Records provided section start

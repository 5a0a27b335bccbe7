//! Power-Handler – on, off, status

use crate::commands::{
    BefehlsResult, HandlerKontext, TEXT_AUSGESCHALTET, TEXT_BEREITS_AN, TEXT_BEREITS_AUS,
    TEXT_EINGESCHALTET, TEXT_STATUS_AN, TEXT_STATUS_AUS,
};
use crate::dispatcher::Antwort;

/// Schaltet den Fernseher ein, sofern er aus ist
pub fn handle_on(_args: &[&str], ctx: &mut HandlerKontext<'_>) -> BefehlsResult {
    if ctx.tv.ist_an() {
        return Ok(Antwort::text(TEXT_BEREITS_AN));
    }
    ctx.tv.einschalten();
    tracing::info!("Fernseher eingeschaltet");
    Ok(Antwort::text(TEXT_EINGESCHALTET))
}

/// Schaltet den Fernseher aus, sofern er an ist
pub fn handle_off(_args: &[&str], ctx: &mut HandlerKontext<'_>) -> BefehlsResult {
    if !ctx.tv.ist_an() {
        return Ok(Antwort::text(TEXT_BEREITS_AUS));
    }
    ctx.tv.ausschalten();
    tracing::info!("Fernseher ausgeschaltet");
    Ok(Antwort::text(TEXT_AUSGESCHALTET))
}

pub fn handle_status(_args: &[&str], ctx: &mut HandlerKontext<'_>) -> BefehlsResult {
    let text = if ctx.tv.ist_an() {
        TEXT_STATUS_AN
    } else {
        TEXT_STATUS_AUS
    };
    Ok(Antwort::text(text))
}
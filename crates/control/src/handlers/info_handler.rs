//! Info-Handler – help, version, quit

use crate::commands::{BefehlsResult, HandlerKontext, HILFE_TEXT, TEXT_AUF_WIEDERSEHEN};
use crate::dispatcher::Antwort;

pub fn handle_help(_args: &[&str], _ctx: &mut HandlerKontext<'_>) -> BefehlsResult {
    Ok(Antwort::text(HILFE_TEXT))
}

/// Antwortet mit `{name}-{version}`
pub fn handle_version(_args: &[&str], ctx: &mut HandlerKontext<'_>) -> BefehlsResult {
    Ok(Antwort::text(ctx.app.kennung()))
}

/// Die Sitzung selbst beendet die Verbindungsschicht
pub fn handle_quit(_args: &[&str], _ctx: &mut HandlerKontext<'_>) -> BefehlsResult {
    Ok(Antwort::text(TEXT_AUF_WIEDERSEHEN))
}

Records provided section end

_Your objective:_
Output exactly the lines between the one containing "beendet die Verbindungsschicht" and the final line above, both inclusive.

_Exercise result:_
/// Die Sitzung selbst beendet die Verbindungsschicht
pub fn handle_quit(_args: &[&str], _ctx: &mut HandlerKontext<'_>) -> BefehlsResult {
    Ok(Antwort::text(TEXT_AUF_WIEDERSEHEN))
}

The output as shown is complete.